En estos tiempos de posverdades y verdades a medias, lo que al cabo no nos distingue demasiado de tiempos pretéritos (resulta casi sospechosa tanta nostalgia por la verdad como patrimonio arrebatado; ¿cuándo ha dicho aquí alguien la verdad una sola vez?), los aspectos que se dan por sentados a la hora de emitir cierta información revelan taras seguramente mayores. Si un tipo se mete con un hacha en una estación en Alemania y empieza a herir a la gente, el público parece esperar de inmediato que se confirme la comisión de un atentado terrorista o la existencia de problemas de salud mental en el agresor. Si es en Málaga donde un indigente hiere a otro con una botella, cabe hacerse el cuerpo con mayor probabilidad a lo segundo, aunque sea por aquello de la costumbre. Con excesiva alegría, facilidad e inercia se pone sobre la mesa el asunto de la salud mental cuando de algún suceso criminal se trata: la suficiente como para que el lector establezca sin más conexiones entre causas y efectos. Una persona ha herido a otra, hay posibles problemas de salud mental, entonces ya está todo dicho. Más aún, mi sospecha me lleva a pensar que buena parte del público reclama este dato, que rara vez aparece contextualizado en su justa medida, a modo de alivio: es preferible pensar que un determinado problema de salud mental induce a cometer el mal que la posibilidad de que el mal se dé en ciertas personas por opción o por predisposición moral, con todos los tornillos en su sitio. A los consumidores de tales pildoritas consoladoras seguramente les inquietaría saber, sin embargo, que los desajustes relativos a la salud mental están ampliamente extendidos y afectan a una mayoría nada desdeñable de la población, en una tendencia que no ha hecho más que crecer en las últimas décadas. Pero bastaría, imagino, que una persona violenta se tomara un ansiolítico de vez en cuando o sufriera su particular depresión para que pudiéramos vincular una cosa con la otra, sin más, cuando el presunto cometiera una agresión y quedarnos tranquilos. Esta reducción es, sin embargo, un síntoma peor.
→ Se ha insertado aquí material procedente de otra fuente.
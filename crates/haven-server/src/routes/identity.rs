use axum::Json;
use axum::extract::{Query, State};
use serde::Deserialize;
use serde_json::{Value, json};

use haven_core::Store;
use haven_core::keys::actor_handle_key;

use crate::error::XrpcError;
use crate::state::AppState;

#[derive(Debug, Deserialize)]
pub struct ResolveHandleQuery {
    pub handle: String,
}

/// GET /xrpc/com.atproto.identity.resolveHandle
///
/// Resolves a handle hosted by this process to its DID. External handle
/// resolution (DNS TXT, HTTPS well-known on a third-party domain) is
/// outside this core's scope — a handle this store doesn't index is a
/// `NotFound`, not a fallback lookup.
pub async fn resolve_handle<S: Store>(
    State(state): State<AppState<S>>,
    Query(params): Query<ResolveHandleQuery>,
) -> Result<Json<Value>, XrpcError> {
    let did_bytes = state
        .store
        .get(&actor_handle_key(&params.handle))
        .await?
        .ok_or_else(|| {
            XrpcError::new(
                axum::http::StatusCode::NOT_FOUND,
                "HandleNotFound",
                format!("handle not found: {}", params.handle),
            )
        })?;

    Ok(Json(json!({ "did": String::from_utf8_lossy(&did_bytes) })))
}
use axum::Extension;
use axum::extract::State;
use axum::http::StatusCode;
use axum::response::{IntoResponse, Response};
use axum::Json;
use serde_json::json;

use haven_core::Store;
use haven_core::keys::actor_handle_key;

use crate::host_router::ResolvedHost;
use crate::state::AppState;

/// GET /.well-known/did.json — this host's own DID document.
pub async fn did_document(Extension(host): Extension<ResolvedHost>) -> impl IntoResponse {
    Json(json!({
        "@context": ["https://www.w3.org/ns/did/v1"],
        "id": host.config.service_did,
        "service": [{
            "id": "#atproto_pds",
            "type": "AtprotoPersonalDataServer",
            "serviceEndpoint": format!("https://{}", host.name),
        }],
    }))
}

/// GET /.well-known/atproto-did
///
/// Plain-text response: the host's own service DID if the request named
/// the host directly; otherwise the request host is a handle under one of
/// the host's user domains, so resolve it to the owning actor's DID.
/// 204 if neither resolves.
pub async fn atproto_did<S: Store>(
    State(state): State<AppState<S>>,
    Extension(host): Extension<ResolvedHost>,
) -> Response {
    if host.is_exact_match() {
        return (
            StatusCode::OK,
            [("content-type", "text/plain")],
            host.config.service_did.clone(),
        )
            .into_response();
    }

    match state.store.get(&actor_handle_key(&host.hostname)).await {
        Ok(Some(did_bytes)) => (
            StatusCode::OK,
            [("content-type", "text/plain")],
            String::from_utf8_lossy(&did_bytes).into_owned(),
        )
            .into_response(),
        _ => StatusCode::NO_CONTENT.into_response(),
    }
}

/// GET /.well-known/oauth-protected-resource
///
/// Static resource-server metadata. Token *issuance* lives outside this
/// core (see Non-goals); this only advertises where a client should look.
pub async fn oauth_protected_resource(Extension(host): Extension<ResolvedHost>) -> impl IntoResponse {
    let resource = format!("https://{}", host.name);
    Json(json!({
        "resource": resource,
        "authorization_servers": [resource],
        "scopes_supported": ["atproto"],
        "bearer_methods_supported": ["header"],
    }))
}

/// GET /.well-known/oauth-authorization-server
pub async fn oauth_authorization_server(Extension(host): Extension<ResolvedHost>) -> impl IntoResponse {
    let issuer = format!("https://{}", host.name);
    Json(json!({
        "issuer": issuer,
        "scopes_supported": ["atproto"],
        "response_types_supported": ["code"],
        "grant_types_supported": ["authorization_code", "refresh_token"],
        "token_endpoint_auth_methods_supported": ["none", "private_key_jwt"],
        "dpop_signing_alg_values_supported": ["ES256"],
    }))
}
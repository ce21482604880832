//! Wire framing for `subscribeRepos`: a small DAG-CBOR header followed by a
//! DAG-CBOR body, both concatenated into one WebSocket binary frame. There
//! is one body shape (`RepoEvent`) for every event kind; the header's `t`
//! tag is what a reader dispatches on, not a distinct Rust type per kind
//! (see the design note on polymorphism over event kinds).

use serde::{Deserialize, Serialize};

use haven_core::{PdsError, PdsResult, RepoEvent, RepoEventType};

#[derive(Debug, Serialize, Deserialize)]
struct FrameHeader {
    /// 1 = message frame, -1 = error frame.
    op: i8,
    #[serde(skip_serializing_if = "Option::is_none")]
    t: Option<String>,
}

fn tag_for(event_type: RepoEventType) -> &'static str {
    match event_type {
        RepoEventType::Commit => "#commit",
        RepoEventType::Identity => "#identity",
        RepoEventType::Account => "#account",
    }
}

/// Encodes a `RepoEvent` into a binary WebSocket frame.
pub fn encode_event(event: &RepoEvent) -> PdsResult<Vec<u8>> {
    let header = FrameHeader {
        op: 1,
        t: Some(tag_for(event.event_type).to_string()),
    };
    let mut frame = serde_ipld_dagcbor::to_vec(&header)
        .map_err(|e| PdsError::Internal(format!("encoding frame header: {e}")))?;
    let body = serde_ipld_dagcbor::to_vec(event)
        .map_err(|e| PdsError::Internal(format!("encoding frame body: {e}")))?;
    frame.extend_from_slice(&body);
    Ok(frame)
}

/// Decodes a frame produced by [`encode_event`]. CBOR is self-delimiting,
/// so the header and body can be read off the same cursor sequentially
/// without knowing the header's length up front.
pub fn decode_event(bytes: &[u8]) -> PdsResult<RepoEvent> {
    let mut cursor = std::io::Cursor::new(bytes);
    let _header: FrameHeader = serde_ipld_dagcbor::from_reader(&mut cursor)
        .map_err(|e| PdsError::Internal(format!("decoding frame header: {e}")))?;
    serde_ipld_dagcbor::from_reader(&mut cursor)
        .map_err(|e| PdsError::Internal(format!("decoding frame body: {e}")))
}

#[derive(Debug, Serialize)]
pub struct ErrorFrame {
    pub error: String,
    #[serde(skip_serializing_if = "Option::is_none")]
    pub message: Option<String>,
}

/// Encodes an `op: -1` error frame, sent when a subscriber can't be served
/// (e.g. a cursor ahead of the log).
pub fn encode_error_frame(frame: &ErrorFrame) -> PdsResult<Vec<u8>> {
    let header = FrameHeader { op: -1, t: None };
    let mut bytes = serde_ipld_dagcbor::to_vec(&header)
        .map_err(|e| PdsError::Internal(format!("encoding error frame header: {e}")))?;
    let body = serde_ipld_dagcbor::to_vec(frame)
        .map_err(|e| PdsError::Internal(format!("encoding error frame body: {e}")))?;
    bytes.extend_from_slice(&body);
    Ok(bytes)
}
Pero más grave es aún la injusticia que semejante impunidad acarrea. Bajo el imperio de lo políticamente correcto, en el que el respeto a las diversas minorías constituye una prerrogativa sagrada en el mero uso del lenguaje, las personas con problemas de salud mental han corrido peor suerte. Y seguramente están pagando lo inestable e imprevisible de su situación: es fácil abrir los brazos y tener en consideración a quien tiene adjudicada de antemano la condición de víctima, pero a ver qué hacemos con esta gente que se viene abajo cuando menos lo esperan los demás con consecuencias llenas de interrogantes. La corrección política sienta bien, gana premios y consigue votos; lo verdaderamente complicado es ponerse en el lugar del otro. Y a saber cómo le sienta a alguien con problemas de salud mental que cada vez que se informa sobre un crimen salga la puñetera etiqueta en los mismos términos, de manera gratuita y especulativa. Alguna clase de apestados debía reservarse el siglo XXI.